Pusat Pengendalian dan Pencegahan Penyakit (CDC) Amerika Serikat baru-baru ini mengumumkan penurunan jumlah vaksin yang direkomendasikan untuk anak-anak secara signifikan – dari 17 menjadi 11. Namun, banyak dokter anak dan organisasi medis terkemuka, termasuk American Academy of Pediatrics (AAP), menyarankan orang tua untuk mengabaikan perubahan ini dan melanjutkan jadwal vaksinasi sebelumnya yang lebih ekstensif. Perbedaan ini menimbulkan kebingungan bagi keluarga dan menimbulkan pertanyaan tentang masa depan akses vaksin.
Pergeseran Rekomendasi
CDC mengubah enam vaksin – rotavirus, RSV, influenza, hepatitis A, hepatitis B, dan meningokokus – dari “rutin” menjadi “pengambilan keputusan klinis bersama.” Artinya, penyedia layanan kesehatan tidak lagi secara otomatis merekomendasikan vaksin ini untuk semua anak, melainkan mendiskusikannya berdasarkan kasus per kasus. CDC menyebutkan perlunya lebih banyak bukti ilmiah “standar emas” dan menyatakan langkah tersebut sejalan dengan jadwal vaksin di negara maju lainnya, seperti Denmark.
Namun, kelompok medis sangat tidak setuju. AAP menegaskan bahwa ilmu pengetahuan tidak berubah dan terus mendukung jadwal yang lebih lama, dengan alasan bahwa populasi Denmark, sistem layanan kesehatan, dan risiko penyakit berbeda secara signifikan dari AS.
Penolakan dari Profesional Medis
AAP, bersama dengan American Academy of Family Physicians, secara terbuka menentang perubahan CDC, dengan alasan efektivitas vaksin yang telah terbukti selama beberapa dekade. Rumah sakit anak-anak besar, seperti Rumah Sakit Anak Philadelphia dan Rumah Sakit Anak Los Angeles, juga telah mengonfirmasi bahwa mereka akan terus mengikuti pedoman AAP.

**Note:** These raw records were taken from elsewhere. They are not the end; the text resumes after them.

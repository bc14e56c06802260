use sea_orm_migration::prelude::*;

#[derive(DeriveMigrationName)]
pub struct Migration;

#[async_trait::async_trait]
impl MigrationTrait for Migration {
    async fn up(&self, manager: &SchemaManager) -> Result<(), DbErr> {
        manager
            .create_table(
                Table::create()
                    .table(Users::Table)
                    .if_not_exists()
                    .col(
                        ColumnDef::new(Users::Id)
                            .integer()
                            .not_null()
                            .auto_increment()
                            .primary_key(),
                    )
                    .col(
                        ColumnDef::new(Users::Username)
                            .string_len(150)
                            .not_null()
                            .unique_key(),
                    )
                    .col(
                        ColumnDef::new(Users::Email)
                            .string_len(254)
                            .not_null()
                            .default(""),
                    )
                    .col(
                        ColumnDef::new(Users::FirstName)
                            .string_len(150)
                            .not_null()
                            .default(""),
                    )
                    .col(
                        ColumnDef::new(Users::LastName)
                            .string_len(150)
                            .not_null()
                            .default(""),
                    )
                    .col(ColumnDef::new(Users::PasswordHash).string().not_null())
                    .col(
                        ColumnDef::new(Users::IsStaff)
                            .boolean()
                            .not_null()
                            .default(false),
                    )
                    .col(
                        ColumnDef::new(Users::IsActive)
                            .boolean()
                            .not_null()
                            .default(true),
                    )
                    .col(
                        ColumnDef::new(Users::DateJoined)
                            .timestamp_with_time_zone()
                            .not_null()
                            .default(Expr::current_timestamp()),
                    )
                    .to_owned(),
            )
            .await
    }

    async fn down(&self, manager: &SchemaManager) -> Result<(), DbErr> {
        manager
            .drop_table(Table::drop().table(Users::Table).to_owned())
            .await
    }
}

#[derive(Iden)]
enum Users {
    Table,
    Id,
    Username,
    Email,
    FirstName,
    LastName,
    PasswordHash,
    IsStaff,
    IsActive,
    DateJoined,
}
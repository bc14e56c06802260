//! Shared service plumbing: configuration, tracing, HTTP middleware, error
//! bodies, extractors, sea-query helpers and shutdown signals.

pub mod config;
pub mod error;
pub mod extract;
pub mod health;
pub mod middleware;
pub mod sea_ext;
pub mod serde;
pub mod shutdown;
pub mod tracing;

“Data di balik perubahan jadwal federal yang baru tidak tersedia atau tidak transparan,” kata Dr. Lori Handy dari CHOP, menyoroti kekhawatiran tentang kurangnya transparansi dalam proses pengambilan keputusan. Dokter anak khawatir perubahan ini akan membuat akses terhadap vaksin menjadi lebih sulit, memerlukan lebih banyak janji temu, dan berpotensi menimbulkan hambatan bagi keluarga yang memiliki waktu dan sumber daya terbatas.
Apa Artinya Bagi Orang Tua
Pedoman CDC yang baru berarti bahwa orang tua yang mencari vaksin yang kini masuk dalam kategori “pengambilan keputusan bersama” perlu terlibat dalam diskusi yang lebih formal dengan penyedia layanan kesehatan mereka untuk mendapatkan persetujuan. Cakupan asuransi diperkirakan tidak akan berubah hingga tahun 2026, namun akses masih bisa menjadi masalah. Beberapa dokter anak mungkin tidak mau atau tidak mampu menentang arahan CDC, sehingga berpotensi membatasi ketersediaan vaksin.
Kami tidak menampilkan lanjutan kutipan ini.